Ya estoy en la oficina antes de que salga el sol.

La ciudad aún está dormida, atrapada en ese medio silencio que precede a la guerra. Los primeros correos llegan, pero los dejo en espera. Esta mañana, nada ordinario merece mi atención.

Hoy, tiro del primer hilo.

Fijo la pantalla, la luz azulada baña mi rostro con su resplandor artificial. La silueta de Fleure aparece, capturada en una imagen de vigilancia, tomada al salir de mis instalaciones. Ella camina rápido. La espalda recta. Los puños cerrados.

Huir. Siempre huir.

Pero yo nunca persigo a nadie. Tiendo trampas. Los observo caer en ellas.

Marco un número. Suena solo una vez.

— Señor Valesco.

— Ella tiene una deuda con ustedes, creo.

— ¿Fleure Monet? Sí. Expediente en proceso de cobro. Las penalizaciones han comenzado a acumularse. ¿Quiere que...

— Quiero que endurezcan las condiciones. Discretamente. Que la llamen hoy. Que la presionen.
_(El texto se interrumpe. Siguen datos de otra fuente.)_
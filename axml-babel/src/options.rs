//! Conversion options
//!
//! Plain values consumed by the converter. The CLI builds these from the layered configuration
//! (see the `axml-config` crate); library callers can construct them directly.

/// Knobs for a single conversion.
#[derive(Debug, Clone, PartialEq, Eq)]
pub struct ConvertOptions {
    /// Namespace of the generated page class (`x:Class="<namespace>.<name>"`).
    pub namespace: String,
    /// Replace an existing output file instead of failing.
    pub overwrite: bool,
    /// Emit design-time data context declarations on the page.
    pub data_context: bool,
    /// Extension appended to image sources, without the leading dot.
    pub image_extension: String,
    /// `xmlns:vm` placeholder used with the design-time data context.
    pub view_model_namespace: String,
    /// View model placeholder used in `{d:DesignInstance ...}`.
    pub view_model: String,
    /// Spaces per nesting level in the written document.
    pub indent_size: usize,
}

impl Default for ConvertOptions {
    fn default() -> Self {
        Self {
            namespace: String::new(),
            overwrite: false,
            data_context: false,
            image_extension: "png".to_string(),
            view_model_namespace: "clr-namespace:vmNamespace;assembly={assembly}".to_string(),
            view_model: "vm:vmName".to_string(),
            indent_size: 4,
        }
    }
}

impl ConvertOptions {
    pub fn new(namespace: impl Into<String>) -> Self {
        Self {
            namespace: namespace.into(),
            ..Self::default()
        }
    }

    pub fn with_overwrite(mut self, overwrite: bool) -> Self {
        self.overwrite = overwrite;
        self
    }

    pub fn with_data_context(mut self, data_context: bool) -> Self {
        self.data_context = data_context;
        self
    }

    pub fn with_image_extension(mut self, extension: impl Into<String>) -> Self {
        self.image_extension = extension.into();
        self
    }
}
Pero sin mencionar mi nombre.

Un silencio admirativo.

— Entendido. Ella no sabrá nada.

Cuelgo.

La gente piensa que el poder es un grito, una amenaza, una violencia brutal. Olvidan que el verdadero poder es la sutileza. Un hilo invisible tirado en el momento adecuado. Un obstáculo que surge en el peor instante. Una decisión que se cree libre... cuando en realidad ha sido condicionada.

No quiero forzar a Fleure a decir que sí.

Quiero que se sienta libre. Quiero que venga por su propia voluntad. Que crea que soy su única opción, su mejor elección, su última apuesta.

Entonces, tejo.

LLamo a mi jefe de proyecto principal.

— Hay una candidata que quiero integrar en nuestros planes a medio plazo. Quiero que tenga una visión de nuestras ramas europeas. Envíenle un dossier simulado. Algo lo suficientemente complejo para atraerla, no lo suficiente como para asustarla.

— ¿Y si ella se niega?

— Leerá. No podrá evitarlo.

Porque ella es como yo.

Le gusta entender. Desmenuzar. Dirigir. Aunque finja rechazar el poder, lo lleva en la sangre.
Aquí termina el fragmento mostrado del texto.